Las propuestas de Iturbide encontraron el apoyo inmediato de la mayoría de la población criolla. Cuando el Capitán General Juan O’Donojú llegó más tarde en 1821 para asumir su papel de virrey, descubrió que México estaba efectivamente gobernado por el propio Iturbide. Tras darse cuenta de que no tenía fuerzas suficientes para desafiar militarmente a este, O’Donojú solicitó negociaciones, que fueron concedidas y resultaron en la firma del Tratado de Córdoba.

Este acuerdo reafirmó que México ahora sería considerado una nación independiente, que sería encabezada por un príncipe de la dinastía borbónica. Hasta que se pudiera decidir la identidad de un nuevo monarca, continuaba el tratado, Iturbide sería designado para dirigir una junta gobernante, que debía incluir a O’Donojú entre sus miembros. Iturbide ya se había deleitado con su apodo de Libertador y, en su cumpleaños número 38, el 27 de septiembre de 1821, condujo triunfalmente a su ejército a la ciudad de México.

Alcanzando el Trono de México

El título de gobernante del México recién independizado se ofreció a varios príncipes de España, pero todos rechazaron los términos. Esto ayudó a mover el sentimiento entre los criollos mexicanos a permitir que el propio Iturbide recibiera el título. En mayo de 1822, un sargento del propio regimiento de Celaya de Iturbide comenzó a presionar para que fuera proclamado emperador de México. Hubo que persuadir al hombre mismo para que aceptara el honor, pero el Congreso tomó su decisión formal al día siguiente. La sala estaba llena de multitudes de sus seguidores, y las dudas iniciales sobre la validez de la resolución se hicieron a un lado.

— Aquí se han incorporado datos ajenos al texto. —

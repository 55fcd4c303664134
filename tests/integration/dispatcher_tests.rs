//! EventDispatcher integration tests.
//!
//! Exercises the per-iteration orchestration (button, blink, sensors,
//! remote requests, notifications) against the mocks in `mock_hw`.

use cloudnode::app::commands::AppCommand;
use cloudnode::app::dispatcher::{format_reading, EventDispatcher, LoopControl};
use cloudnode::app::events::AppEvent;
use cloudnode::app::ports::TransportEvent;
use cloudnode::app::resources::{
    BLINK_PATH, BUTTON_PATH, PATTERN_PATH, TEMPERATURE_PATH, TEMPERATURE_UNIT_PATH,
};
use cloudnode::config::NodeConfig;
use cloudnode::drivers::button::ButtonLatch;
use cloudnode::error::{RegistryError, SensorError};
use cloudnode::resource::{DeliveryStatus, ResourcePath};

use crate::mock_hw::{
    MockCredentials, MockOutput, MockSensors, MockTransport, RecordingSink, Response,
};

const STEP_MS: u64 = 100;

fn path(text: &str) -> ResourcePath {
    ResourcePath::parse(text).unwrap()
}

struct Rig {
    dispatcher: EventDispatcher<MockOutput>,
    latch: ButtonLatch,
    sensors: MockSensors,
    transport: MockTransport,
    sink: RecordingSink,
    now_ms: u64,
}

impl Rig {
    fn new() -> Self {
        Self::with_config(NodeConfig::default())
    }

    fn with_config(config: NodeConfig) -> Self {
        let mut rig = Self {
            dispatcher: EventDispatcher::new(config, MockOutput::default()).unwrap(),
            latch: ButtonLatch::new(),
            sensors: MockSensors::default(),
            transport: MockTransport::default(),
            sink: RecordingSink::default(),
            now_ms: 0,
        };
        rig.dispatcher.start(&mut rig.sink);
        rig
    }

    fn tick(&mut self) -> LoopControl {
        self.now_ms += STEP_MS;
        self.dispatcher.tick(
            self.now_ms,
            &self.latch,
            &mut self.sensors,
            &mut self.transport,
            &mut self.sink,
        )
    }

    fn ticks(&mut self, n: usize) {
        for _ in 0..n {
            self.tick();
        }
    }

    fn register(&mut self) {
        self.dispatcher
            .start_registration(&MockCredentials(true), &mut self.transport, &mut self.sink)
            .unwrap();
        self.transport.push(TransportEvent::Ready);
        self.tick();
        self.transport.push(TransportEvent::RegistrationAck);
        self.tick();
        assert!(self.dispatcher.is_registered());
        self.transport.clear();
    }

    fn command(&mut self, cmd: AppCommand) {
        self.dispatcher
            .handle_command(cmd, self.now_ms, &mut self.transport, &mut self.sink);
    }

    fn value(&self, text: &str) -> String {
        let registry = self.dispatcher.registry();
        let handle = registry.find(&path(text)).unwrap();
        registry.get_value(handle).to_owned()
    }
}

// ── Startup ───────────────────────────────────────────────────

#[test]
fn start_reports_installed_resources() {
    let rig = Rig::new();
    assert_eq!(rig.sink.events[0], AppEvent::Started { resources: 9 });
    assert_eq!(rig.value(PATTERN_PATH), "500:500:500:500");
}

// ── Button ────────────────────────────────────────────────────

#[test]
fn button_press_updates_resource() {
    let mut rig = Rig::new();
    rig.latch.on_edge();
    rig.latch.on_edge();
    rig.tick();

    assert_eq!(rig.value(BUTTON_PATH), "2");
    assert!(rig.sink.events.contains(&AppEvent::ButtonPressed { count: 2 }));

    // Nothing pending: the next iteration leaves the value alone.
    rig.tick();
    assert_eq!(
        rig.sink.count(|e| matches!(e, AppEvent::ButtonPressed { .. })),
        1
    );
}

#[test]
fn unregistered_node_holds_notifications_until_registered() {
    let mut rig = Rig::new();
    rig.latch.on_edge();
    rig.tick();
    assert!(rig.transport.notifications().is_empty());

    rig.dispatcher
        .start_registration(&MockCredentials(true), &mut rig.transport, &mut rig.sink)
        .unwrap();
    rig.transport.push(TransportEvent::Ready);
    rig.tick();
    assert!(rig.transport.notifications().is_empty());

    rig.transport.push(TransportEvent::RegistrationAck);
    rig.tick();
    assert_eq!(
        rig.transport.notifications(),
        vec![(path(BUTTON_PATH), "1".to_owned())]
    );
}

#[test]
fn repeated_updates_coalesce_into_one_notification() {
    let mut rig = Rig::new();
    rig.register();

    let temperature = rig.dispatcher.resources().temperature;
    rig.dispatcher.registry_mut().set_value(temperature, "20.0");
    rig.dispatcher.registry_mut().set_value(temperature, "20.5");
    rig.tick();

    assert_eq!(
        rig.transport.notifications(),
        vec![(path(TEMPERATURE_PATH), "20.5".to_owned())]
    );
}

// ── Sensors ───────────────────────────────────────────────────

fn fast_sensor_config() -> NodeConfig {
    NodeConfig {
        sensor_interval_ms: 1000,
        ..NodeConfig::default()
    }
}

#[test]
fn sensor_timer_samples_every_interval() {
    let mut rig = Rig::with_config(fast_sensor_config());

    // First tick arms the timer, the next sample is one interval later.
    rig.ticks(10);
    assert_eq!(rig.sensors.reads, 0);
    rig.tick();
    assert_eq!(rig.sensors.reads, 2);

    assert_eq!(rig.value(TEMPERATURE_PATH), format_reading(21.5));
    assert_eq!(rig.value("3313/0/5704"), "1.000000");
    assert_eq!(
        rig.sink
            .count(|e| matches!(e, AppEvent::SampleUpdated(_))),
        2
    );
}

#[test]
fn failed_read_keeps_previous_value() {
    let mut rig = Rig::with_config(fast_sensor_config());
    rig.ticks(11);
    assert_eq!(rig.value(TEMPERATURE_PATH), "21.500000");

    rig.sensors.temperature = Err(SensorError::BusError);
    rig.sensors.acceleration = Ok([0.5, -0.5, 1.0]);
    rig.ticks(10);

    assert_eq!(rig.value(TEMPERATURE_PATH), "21.500000");
    assert_eq!(rig.value("3313/0/5702"), "0.500000");
    assert_eq!(rig.value("3313/0/5703"), "-0.500000");
    assert!(rig.sink.events.contains(&AppEvent::SensorReadFailed {
        sensor: "temperature"
    }));
}

#[test]
fn failed_acceleration_read_keeps_all_axes() {
    let mut rig = Rig::with_config(fast_sensor_config());
    rig.sensors.acceleration = Ok([0.25, -1.5, 0.75]);
    rig.ticks(11);
    let before: Vec<String> = ["3313/0/5702", "3313/0/5703", "3313/0/5704"]
        .iter()
        .map(|p| rig.value(p))
        .collect();
    assert_eq!(before, ["0.250000", "-1.500000", "0.750000"]);

    rig.sensors.acceleration = Err(SensorError::NotReady);
    rig.sensors.temperature = Ok(22.0);
    rig.ticks(10);

    let after: Vec<String> = ["3313/0/5702", "3313/0/5703", "3313/0/5704"]
        .iter()
        .map(|p| rig.value(p))
        .collect();
    assert_eq!(after, before);
    assert_eq!(rig.value(TEMPERATURE_PATH), "22.000000");
    assert!(rig.sink.events.contains(&AppEvent::SensorReadFailed {
        sensor: "acceleration"
    }));
}

// ── Iteration order ───────────────────────────────────────────

#[test]
fn one_iteration_runs_button_then_blink_then_sensors() {
    let mut rig = Rig::with_config(fast_sensor_config());
    rig.ticks(9);

    // One duration: first pulse on the next tick, closing pulse on the
    // tick after, which is also when the sensor interval elapses.
    rig.command(AppCommand::StartBlink {
        pattern: Some("100".to_owned()),
    });
    rig.tick();
    rig.latch.on_edge();
    let mark = rig.sink.events.len();
    rig.tick();

    let events = &rig.sink.events[mark..];
    let position = |pred: fn(&AppEvent) -> bool| events.iter().position(pred).unwrap();
    let button = position(|e| matches!(e, AppEvent::ButtonPressed { .. }));
    let blink = position(|e| *e == AppEvent::BlinkFinished);
    let sample = position(|e| matches!(e, AppEvent::SampleUpdated(_)));
    assert!(button < blink, "{events:?}");
    assert!(blink < sample, "{events:?}");
}

// ── Remote requests ───────────────────────────────────────────

#[test]
fn remote_read_returns_current_value() {
    let mut rig = Rig::new();
    rig.register();
    rig.transport.push(TransportEvent::RemoteRead {
        path: path(TEMPERATURE_UNIT_PATH),
    });
    rig.tick();

    assert_eq!(
        rig.transport.responses(),
        vec![(path(TEMPERATURE_UNIT_PATH), Response::Content("Cel".to_owned()))]
    );
}

#[test]
fn remote_write_to_read_only_resource_is_rejected() {
    let mut rig = Rig::new();
    rig.register();
    rig.transport.push(TransportEvent::RemoteWrite {
        path: path(BUTTON_PATH),
        value: "42".to_owned(),
    });
    rig.tick();

    assert_eq!(
        rig.transport.responses(),
        vec![(
            path(BUTTON_PATH),
            Response::Rejected(RegistryError::MethodNotAllowed)
        )]
    );
    assert_eq!(rig.value(BUTTON_PATH), "0");
    assert!(rig.sink.events.contains(&AppEvent::RemoteRejected {
        path: path(BUTTON_PATH),
        error: RegistryError::MethodNotAllowed,
    }));
}

#[test]
fn unknown_path_is_rejected() {
    let mut rig = Rig::new();
    rig.register();
    let missing = ResourcePath::new(9999, 0, 1);
    rig.transport.push(TransportEvent::RemoteRead { path: missing });
    rig.tick();

    assert_eq!(
        rig.transport.responses(),
        vec![(missing, Response::Rejected(RegistryError::UnknownResource))]
    );
}

#[test]
fn written_pattern_drives_the_blink_sequence() {
    let mut rig = Rig::new();
    rig.register();

    rig.transport.push(TransportEvent::RemoteWrite {
        path: path(PATTERN_PATH),
        value: "100:100".to_owned(),
    });
    rig.transport.push(TransportEvent::RemoteExecute {
        path: path(BLINK_PATH),
        arg: String::new(),
    });
    rig.tick();

    assert_eq!(
        rig.transport.responses(),
        vec![
            (path(PATTERN_PATH), Response::Changed),
            (path(BLINK_PATH), Response::Accepted),
        ]
    );
    assert!(rig.sink.events.contains(&AppEvent::BlinkStarted { steps: 2 }));
    assert!(rig.dispatcher.sequencer().is_running());

    rig.ticks(5);
    assert!(!rig.dispatcher.sequencer().is_running());
    assert_eq!(rig.sink.count(|e| *e == AppEvent::BlinkFinished), 1);
    // Two durations bound three pulses, and the last one is released.
    assert_eq!(rig.dispatcher.sequencer().output().pulses(), 3);
    assert!(!rig.dispatcher.sequencer().output().is_active());
}

#[test]
fn execute_argument_overrides_stored_pattern() {
    let mut rig = Rig::new();
    rig.transport.push(TransportEvent::RemoteExecute {
        path: path(BLINK_PATH),
        arg: "50".to_owned(),
    });
    rig.tick();

    assert!(rig.sink.events.contains(&AppEvent::BlinkStarted { steps: 1 }));
    assert_eq!(rig.value(PATTERN_PATH), "500:500:500:500");
}

#[test]
fn empty_pattern_finishes_immediately() {
    let mut rig = Rig::new();
    rig.command(AppCommand::StartBlink {
        pattern: Some(String::new()),
    });

    let n = rig.sink.events.len();
    assert_eq!(
        rig.sink.events[n - 2..],
        [AppEvent::BlinkStarted { steps: 0 }, AppEvent::BlinkFinished]
    );
    rig.ticks(3);
    assert_eq!(rig.dispatcher.sequencer().output().pulses(), 0);
}

#[test]
fn stop_blink_releases_output() {
    let mut rig = Rig::new();
    rig.command(AppCommand::StartBlink {
        pattern: Some("1000:1000".to_owned()),
    });
    rig.tick();
    assert!(rig.dispatcher.sequencer().output().is_active());

    rig.command(AppCommand::StopBlink);
    assert!(!rig.dispatcher.sequencer().is_running());
    assert!(!rig.dispatcher.sequencer().output().is_active());
}

// ── Transport plumbing ────────────────────────────────────────

#[test]
fn delivery_results_are_forwarded() {
    let mut rig = Rig::new();
    rig.register();
    rig.transport.push(TransportEvent::NotifyResult {
        path: path(BUTTON_PATH),
        status: DeliveryStatus::Delivered,
    });
    rig.tick();

    assert!(rig.sink.events.contains(&AppEvent::NotifyResult {
        path: path(BUTTON_PATH),
        status: DeliveryStatus::Delivered,
    }));
}

#[test]
fn transport_events_per_tick_are_bounded() {
    let config = NodeConfig {
        max_transport_events_per_tick: 2,
        ..NodeConfig::default()
    };
    let mut rig = Rig::with_config(config);
    rig.register();

    for _ in 0..5 {
        rig.transport.push(TransportEvent::RemoteRead {
            path: path(TEMPERATURE_UNIT_PATH),
        });
    }
    rig.tick();
    assert_eq!(rig.transport.responses().len(), 2);
    assert_eq!(rig.transport.events.len(), 3);

    rig.ticks(2);
    assert_eq!(rig.transport.responses().len(), 5);
}

#[test]
fn iterations_are_counted() {
    let mut rig = Rig::new();
    rig.ticks(7);
    assert_eq!(rig.dispatcher.iterations(), 7);
}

El 22 de julio, en medio de mucho alboroto, Iturbide se convirtió oficialmente en el emperador Agustín I. Su altura y porte militar le otorgaron una presencia considerable muy adecuada a su nueva posición imperial. Siguió esto tratando de modelar su corte a partir de los magníficos equivalentes europeos de principios del siglo XIX, intentando también retener los tradicionales derechos españoles de nombramiento de administradores civiles y funcionarios de la Iglesia. Para diciembre, también estaba activo en tratar de expandir el territorio mexicano, aunque el ejército que envió a Centroamérica no tuvo éxito.

Caída y ejecución

Iturbide fue un gobernante poco diplomático que no logró cultivar las relaciones que necesitaba para que su reinado fuera un éxito. Soportaba frecuentes discusiones con una legislatura cada vez más asertiva, que se quejaba de que estaba tomando demasiado poder para sí mismo. En el otoño de 1822, encarceló a varios diputados y ordenó perentoriamente la disolución del Congreso. Iturbide había juzgado mal su posición, y esta fue la gota que colmó el vaso. En poco tiempo, estalló una revuelta a gran escala.

El emperador se vio obligado a abdicar en marzo de 1823, tras lo cual zarpó hacia Europa. Al escuchar los informes de un posible ataque por parte de España, hizo una oferta para “poner su espada” a disposición de su país, pero el Congreso lo vio como una estratagema para recuperar el control. Iturbide ya había zarpado hacia su tierra natal cuando el Congreso lo sentenció a muerte por traición. Inmediatamente fue tomado cautivo cuando aterrizó en México, y murió frente a un pelotón de fusilamiento el 19 de julio de 1824.